─── Given entries ───

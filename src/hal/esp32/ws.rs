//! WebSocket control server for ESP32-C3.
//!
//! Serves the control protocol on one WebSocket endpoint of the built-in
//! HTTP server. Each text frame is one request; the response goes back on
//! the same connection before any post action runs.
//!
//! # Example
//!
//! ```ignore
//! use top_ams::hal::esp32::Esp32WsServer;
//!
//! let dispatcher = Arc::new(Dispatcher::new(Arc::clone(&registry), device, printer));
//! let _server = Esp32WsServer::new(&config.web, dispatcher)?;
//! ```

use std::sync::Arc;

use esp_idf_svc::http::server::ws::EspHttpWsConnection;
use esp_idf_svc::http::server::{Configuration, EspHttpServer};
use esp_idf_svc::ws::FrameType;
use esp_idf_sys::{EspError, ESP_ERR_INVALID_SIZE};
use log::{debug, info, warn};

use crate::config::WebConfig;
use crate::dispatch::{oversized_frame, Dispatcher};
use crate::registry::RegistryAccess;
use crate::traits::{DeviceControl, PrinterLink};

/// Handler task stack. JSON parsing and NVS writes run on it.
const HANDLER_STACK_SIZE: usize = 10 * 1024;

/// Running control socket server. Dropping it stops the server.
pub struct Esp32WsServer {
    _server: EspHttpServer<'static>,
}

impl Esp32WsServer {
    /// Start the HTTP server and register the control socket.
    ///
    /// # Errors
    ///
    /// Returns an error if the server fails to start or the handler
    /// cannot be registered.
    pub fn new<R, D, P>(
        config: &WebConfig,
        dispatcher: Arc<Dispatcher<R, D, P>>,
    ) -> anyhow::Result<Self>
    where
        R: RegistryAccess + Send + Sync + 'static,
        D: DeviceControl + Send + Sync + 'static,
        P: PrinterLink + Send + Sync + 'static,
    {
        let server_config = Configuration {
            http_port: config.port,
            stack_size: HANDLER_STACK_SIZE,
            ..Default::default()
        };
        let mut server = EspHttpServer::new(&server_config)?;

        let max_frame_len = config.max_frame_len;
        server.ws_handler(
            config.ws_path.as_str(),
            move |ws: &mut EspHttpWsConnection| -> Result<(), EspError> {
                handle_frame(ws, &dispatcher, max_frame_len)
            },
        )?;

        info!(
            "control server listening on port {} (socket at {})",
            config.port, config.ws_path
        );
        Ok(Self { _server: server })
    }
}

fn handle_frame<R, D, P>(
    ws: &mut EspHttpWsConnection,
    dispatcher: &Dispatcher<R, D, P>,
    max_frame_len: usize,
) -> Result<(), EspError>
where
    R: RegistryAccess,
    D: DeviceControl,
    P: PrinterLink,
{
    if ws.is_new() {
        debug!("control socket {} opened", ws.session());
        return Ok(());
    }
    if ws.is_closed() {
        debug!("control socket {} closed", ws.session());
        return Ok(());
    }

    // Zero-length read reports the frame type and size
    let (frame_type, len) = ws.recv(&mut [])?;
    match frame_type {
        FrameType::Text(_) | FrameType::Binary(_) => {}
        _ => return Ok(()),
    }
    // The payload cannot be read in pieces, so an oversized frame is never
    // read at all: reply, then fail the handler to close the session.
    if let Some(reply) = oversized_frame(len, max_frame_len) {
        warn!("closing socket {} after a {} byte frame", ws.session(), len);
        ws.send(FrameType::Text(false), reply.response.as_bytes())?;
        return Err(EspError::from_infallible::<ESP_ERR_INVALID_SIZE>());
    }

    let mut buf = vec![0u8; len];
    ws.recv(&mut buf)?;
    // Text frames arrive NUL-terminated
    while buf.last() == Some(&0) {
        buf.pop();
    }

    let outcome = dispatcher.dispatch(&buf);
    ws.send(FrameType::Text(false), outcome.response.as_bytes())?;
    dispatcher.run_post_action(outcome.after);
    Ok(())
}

───
─── Given entries ───

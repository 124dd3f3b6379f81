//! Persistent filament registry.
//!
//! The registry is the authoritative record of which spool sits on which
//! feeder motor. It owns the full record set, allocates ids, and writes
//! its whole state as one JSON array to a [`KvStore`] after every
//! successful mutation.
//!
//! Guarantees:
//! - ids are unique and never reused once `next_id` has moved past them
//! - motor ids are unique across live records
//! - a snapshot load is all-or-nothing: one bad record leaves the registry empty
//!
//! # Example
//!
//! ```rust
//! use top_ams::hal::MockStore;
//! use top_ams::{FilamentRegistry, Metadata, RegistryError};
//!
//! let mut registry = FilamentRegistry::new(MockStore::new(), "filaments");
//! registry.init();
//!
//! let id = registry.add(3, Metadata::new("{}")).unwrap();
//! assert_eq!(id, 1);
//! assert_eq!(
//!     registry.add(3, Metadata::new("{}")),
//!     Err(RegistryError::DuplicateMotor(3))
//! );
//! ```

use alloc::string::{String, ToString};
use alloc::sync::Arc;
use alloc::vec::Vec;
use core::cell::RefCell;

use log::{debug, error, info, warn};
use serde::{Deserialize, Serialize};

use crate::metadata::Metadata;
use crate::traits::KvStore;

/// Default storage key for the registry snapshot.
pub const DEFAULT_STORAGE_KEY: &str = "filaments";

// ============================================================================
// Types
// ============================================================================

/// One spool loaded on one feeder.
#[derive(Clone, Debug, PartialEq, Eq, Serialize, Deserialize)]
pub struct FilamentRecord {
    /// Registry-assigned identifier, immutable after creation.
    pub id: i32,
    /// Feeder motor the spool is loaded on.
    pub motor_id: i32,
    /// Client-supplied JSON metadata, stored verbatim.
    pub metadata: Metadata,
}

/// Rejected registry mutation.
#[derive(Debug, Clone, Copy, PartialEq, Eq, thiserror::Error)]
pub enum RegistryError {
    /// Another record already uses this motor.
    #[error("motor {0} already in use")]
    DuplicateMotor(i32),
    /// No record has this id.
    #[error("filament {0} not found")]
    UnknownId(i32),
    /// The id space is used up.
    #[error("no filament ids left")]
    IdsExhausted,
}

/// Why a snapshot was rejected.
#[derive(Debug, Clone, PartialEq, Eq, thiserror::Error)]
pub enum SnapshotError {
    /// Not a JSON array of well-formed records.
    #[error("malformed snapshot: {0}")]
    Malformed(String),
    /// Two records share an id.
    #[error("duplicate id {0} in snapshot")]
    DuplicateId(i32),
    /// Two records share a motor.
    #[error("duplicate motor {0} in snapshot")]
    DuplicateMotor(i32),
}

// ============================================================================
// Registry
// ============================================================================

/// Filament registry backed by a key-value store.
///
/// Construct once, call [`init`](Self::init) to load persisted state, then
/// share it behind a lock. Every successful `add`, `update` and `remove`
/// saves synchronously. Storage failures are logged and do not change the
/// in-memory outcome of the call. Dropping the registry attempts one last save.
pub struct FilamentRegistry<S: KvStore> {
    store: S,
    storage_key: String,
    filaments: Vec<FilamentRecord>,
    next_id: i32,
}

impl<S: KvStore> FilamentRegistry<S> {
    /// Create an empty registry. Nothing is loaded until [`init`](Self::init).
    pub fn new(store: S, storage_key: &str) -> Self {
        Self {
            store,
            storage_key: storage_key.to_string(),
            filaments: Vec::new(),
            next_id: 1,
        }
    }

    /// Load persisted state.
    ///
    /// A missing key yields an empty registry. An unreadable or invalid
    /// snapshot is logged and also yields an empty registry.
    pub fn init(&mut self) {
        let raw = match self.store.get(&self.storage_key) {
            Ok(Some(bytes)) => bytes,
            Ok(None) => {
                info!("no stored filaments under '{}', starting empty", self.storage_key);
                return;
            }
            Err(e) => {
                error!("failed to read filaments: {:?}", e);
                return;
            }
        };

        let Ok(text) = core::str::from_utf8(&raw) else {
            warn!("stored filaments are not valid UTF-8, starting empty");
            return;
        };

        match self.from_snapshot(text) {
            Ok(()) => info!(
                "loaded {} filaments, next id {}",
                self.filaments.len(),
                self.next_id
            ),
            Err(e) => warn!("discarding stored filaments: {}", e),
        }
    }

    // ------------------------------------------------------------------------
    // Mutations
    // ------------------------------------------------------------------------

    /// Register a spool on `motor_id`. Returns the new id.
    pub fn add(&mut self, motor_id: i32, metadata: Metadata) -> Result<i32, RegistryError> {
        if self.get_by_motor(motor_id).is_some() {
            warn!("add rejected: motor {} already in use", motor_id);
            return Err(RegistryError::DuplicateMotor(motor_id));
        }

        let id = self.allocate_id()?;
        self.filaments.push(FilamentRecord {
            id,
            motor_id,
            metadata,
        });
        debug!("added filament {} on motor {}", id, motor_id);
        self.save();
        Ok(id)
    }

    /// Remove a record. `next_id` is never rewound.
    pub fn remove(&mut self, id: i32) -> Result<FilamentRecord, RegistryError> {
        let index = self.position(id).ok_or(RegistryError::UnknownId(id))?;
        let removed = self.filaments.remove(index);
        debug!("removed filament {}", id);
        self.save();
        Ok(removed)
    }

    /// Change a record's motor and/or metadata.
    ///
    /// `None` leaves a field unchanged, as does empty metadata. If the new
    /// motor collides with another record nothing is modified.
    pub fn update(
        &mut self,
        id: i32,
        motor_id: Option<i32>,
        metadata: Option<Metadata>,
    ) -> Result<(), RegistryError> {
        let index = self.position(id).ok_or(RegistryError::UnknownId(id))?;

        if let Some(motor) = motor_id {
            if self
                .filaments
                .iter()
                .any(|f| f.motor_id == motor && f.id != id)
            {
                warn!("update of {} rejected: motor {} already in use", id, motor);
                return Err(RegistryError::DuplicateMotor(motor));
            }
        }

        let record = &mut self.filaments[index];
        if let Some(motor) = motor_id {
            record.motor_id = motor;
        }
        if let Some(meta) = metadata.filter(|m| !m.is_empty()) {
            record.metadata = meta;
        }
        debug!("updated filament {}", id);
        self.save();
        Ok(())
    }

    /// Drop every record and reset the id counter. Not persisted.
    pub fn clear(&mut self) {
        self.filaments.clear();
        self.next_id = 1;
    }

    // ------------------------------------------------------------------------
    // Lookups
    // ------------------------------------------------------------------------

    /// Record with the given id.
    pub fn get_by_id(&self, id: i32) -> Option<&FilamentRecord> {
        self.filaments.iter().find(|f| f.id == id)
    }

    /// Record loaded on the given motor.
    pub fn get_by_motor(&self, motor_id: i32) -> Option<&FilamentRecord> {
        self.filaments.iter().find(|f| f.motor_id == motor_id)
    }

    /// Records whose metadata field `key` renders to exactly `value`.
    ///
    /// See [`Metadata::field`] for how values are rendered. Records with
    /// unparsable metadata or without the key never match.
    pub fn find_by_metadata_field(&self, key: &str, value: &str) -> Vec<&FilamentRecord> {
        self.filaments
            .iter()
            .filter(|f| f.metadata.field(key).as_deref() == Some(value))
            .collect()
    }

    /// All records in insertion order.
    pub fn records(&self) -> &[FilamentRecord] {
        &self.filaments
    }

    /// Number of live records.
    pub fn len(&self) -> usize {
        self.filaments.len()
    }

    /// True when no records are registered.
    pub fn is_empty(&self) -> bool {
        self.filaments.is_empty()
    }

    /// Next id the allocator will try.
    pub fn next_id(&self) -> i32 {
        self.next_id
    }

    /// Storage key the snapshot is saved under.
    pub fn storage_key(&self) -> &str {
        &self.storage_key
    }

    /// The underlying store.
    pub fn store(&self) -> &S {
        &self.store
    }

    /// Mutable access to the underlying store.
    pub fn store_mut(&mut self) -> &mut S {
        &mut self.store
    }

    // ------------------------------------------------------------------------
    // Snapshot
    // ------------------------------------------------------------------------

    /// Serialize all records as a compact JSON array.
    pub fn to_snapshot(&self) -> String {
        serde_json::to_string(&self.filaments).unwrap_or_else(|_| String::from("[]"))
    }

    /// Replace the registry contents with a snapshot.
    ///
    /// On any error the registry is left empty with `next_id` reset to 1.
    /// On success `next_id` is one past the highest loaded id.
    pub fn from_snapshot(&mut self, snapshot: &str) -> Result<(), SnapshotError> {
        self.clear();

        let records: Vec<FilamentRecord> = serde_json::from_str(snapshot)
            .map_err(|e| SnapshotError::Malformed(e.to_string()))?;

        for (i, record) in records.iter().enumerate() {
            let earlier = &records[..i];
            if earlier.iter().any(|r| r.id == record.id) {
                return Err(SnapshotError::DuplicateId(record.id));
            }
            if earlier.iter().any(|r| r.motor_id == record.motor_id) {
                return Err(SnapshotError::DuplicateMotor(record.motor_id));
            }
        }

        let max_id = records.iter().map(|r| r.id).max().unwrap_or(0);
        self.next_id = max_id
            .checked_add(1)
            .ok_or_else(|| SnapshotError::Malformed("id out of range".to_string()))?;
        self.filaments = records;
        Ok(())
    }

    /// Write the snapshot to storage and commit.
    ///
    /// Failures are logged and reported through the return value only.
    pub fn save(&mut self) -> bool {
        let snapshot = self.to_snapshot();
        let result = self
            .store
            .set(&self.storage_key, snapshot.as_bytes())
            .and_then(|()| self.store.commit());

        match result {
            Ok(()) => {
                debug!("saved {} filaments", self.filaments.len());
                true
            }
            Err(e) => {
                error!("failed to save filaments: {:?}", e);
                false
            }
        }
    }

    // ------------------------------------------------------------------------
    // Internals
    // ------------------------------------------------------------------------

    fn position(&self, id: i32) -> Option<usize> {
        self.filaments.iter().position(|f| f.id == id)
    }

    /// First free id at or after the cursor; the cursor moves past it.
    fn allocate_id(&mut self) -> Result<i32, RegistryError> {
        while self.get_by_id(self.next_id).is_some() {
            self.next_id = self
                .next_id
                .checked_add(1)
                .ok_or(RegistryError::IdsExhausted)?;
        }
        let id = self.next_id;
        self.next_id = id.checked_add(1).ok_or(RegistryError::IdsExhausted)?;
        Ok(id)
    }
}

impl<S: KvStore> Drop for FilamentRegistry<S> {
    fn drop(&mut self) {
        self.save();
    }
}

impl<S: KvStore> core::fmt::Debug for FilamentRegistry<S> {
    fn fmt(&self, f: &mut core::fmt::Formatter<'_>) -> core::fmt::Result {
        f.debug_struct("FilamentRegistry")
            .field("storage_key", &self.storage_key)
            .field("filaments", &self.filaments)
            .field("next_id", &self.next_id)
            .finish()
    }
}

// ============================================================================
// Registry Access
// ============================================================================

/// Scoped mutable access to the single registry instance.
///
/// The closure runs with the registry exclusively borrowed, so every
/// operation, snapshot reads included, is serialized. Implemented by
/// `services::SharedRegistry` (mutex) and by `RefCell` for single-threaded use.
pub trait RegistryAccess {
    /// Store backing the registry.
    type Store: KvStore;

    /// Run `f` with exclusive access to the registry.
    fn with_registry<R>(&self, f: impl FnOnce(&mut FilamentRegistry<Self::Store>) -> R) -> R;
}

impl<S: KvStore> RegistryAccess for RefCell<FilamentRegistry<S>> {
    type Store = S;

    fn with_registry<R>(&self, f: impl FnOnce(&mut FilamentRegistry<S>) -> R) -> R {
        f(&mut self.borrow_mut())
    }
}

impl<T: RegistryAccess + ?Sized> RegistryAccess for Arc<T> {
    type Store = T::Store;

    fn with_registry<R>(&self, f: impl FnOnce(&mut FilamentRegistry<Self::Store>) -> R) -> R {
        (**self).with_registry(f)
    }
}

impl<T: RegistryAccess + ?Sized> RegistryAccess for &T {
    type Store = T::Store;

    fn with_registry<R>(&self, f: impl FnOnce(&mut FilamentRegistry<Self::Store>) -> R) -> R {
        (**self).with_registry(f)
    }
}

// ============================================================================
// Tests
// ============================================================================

───
─── Given entries ───

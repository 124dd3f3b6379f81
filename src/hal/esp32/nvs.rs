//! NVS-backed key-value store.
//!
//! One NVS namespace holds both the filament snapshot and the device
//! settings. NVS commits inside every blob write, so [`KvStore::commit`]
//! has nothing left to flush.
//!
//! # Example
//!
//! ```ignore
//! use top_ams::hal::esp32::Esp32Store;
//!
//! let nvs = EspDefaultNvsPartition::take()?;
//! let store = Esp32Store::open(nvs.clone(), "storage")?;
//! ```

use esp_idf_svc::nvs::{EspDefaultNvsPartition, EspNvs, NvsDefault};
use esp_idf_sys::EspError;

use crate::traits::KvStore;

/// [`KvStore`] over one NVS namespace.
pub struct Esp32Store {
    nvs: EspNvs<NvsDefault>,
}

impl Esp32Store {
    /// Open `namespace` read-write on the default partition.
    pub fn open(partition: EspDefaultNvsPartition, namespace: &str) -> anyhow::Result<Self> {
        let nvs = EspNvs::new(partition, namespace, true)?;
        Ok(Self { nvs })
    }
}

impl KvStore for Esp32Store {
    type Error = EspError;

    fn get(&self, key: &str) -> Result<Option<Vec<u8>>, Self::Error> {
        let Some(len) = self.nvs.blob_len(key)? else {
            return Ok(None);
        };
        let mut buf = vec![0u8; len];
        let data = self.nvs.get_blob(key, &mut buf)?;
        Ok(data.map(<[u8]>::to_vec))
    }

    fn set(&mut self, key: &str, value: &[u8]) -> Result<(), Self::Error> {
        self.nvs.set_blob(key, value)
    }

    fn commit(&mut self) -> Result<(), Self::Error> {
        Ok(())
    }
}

───

Aim of the exercise: From the data above, pick out each line containing "derive" and copy it.

Solution for this task:
#[derive(Clone, Debug, PartialEq, Eq, Serialize, Deserialize)]
#[derive(Debug, Clone, Copy, PartialEq, Eq, thiserror::Error)]
#[derive(Debug, Clone, PartialEq, Eq, thiserror::Error)]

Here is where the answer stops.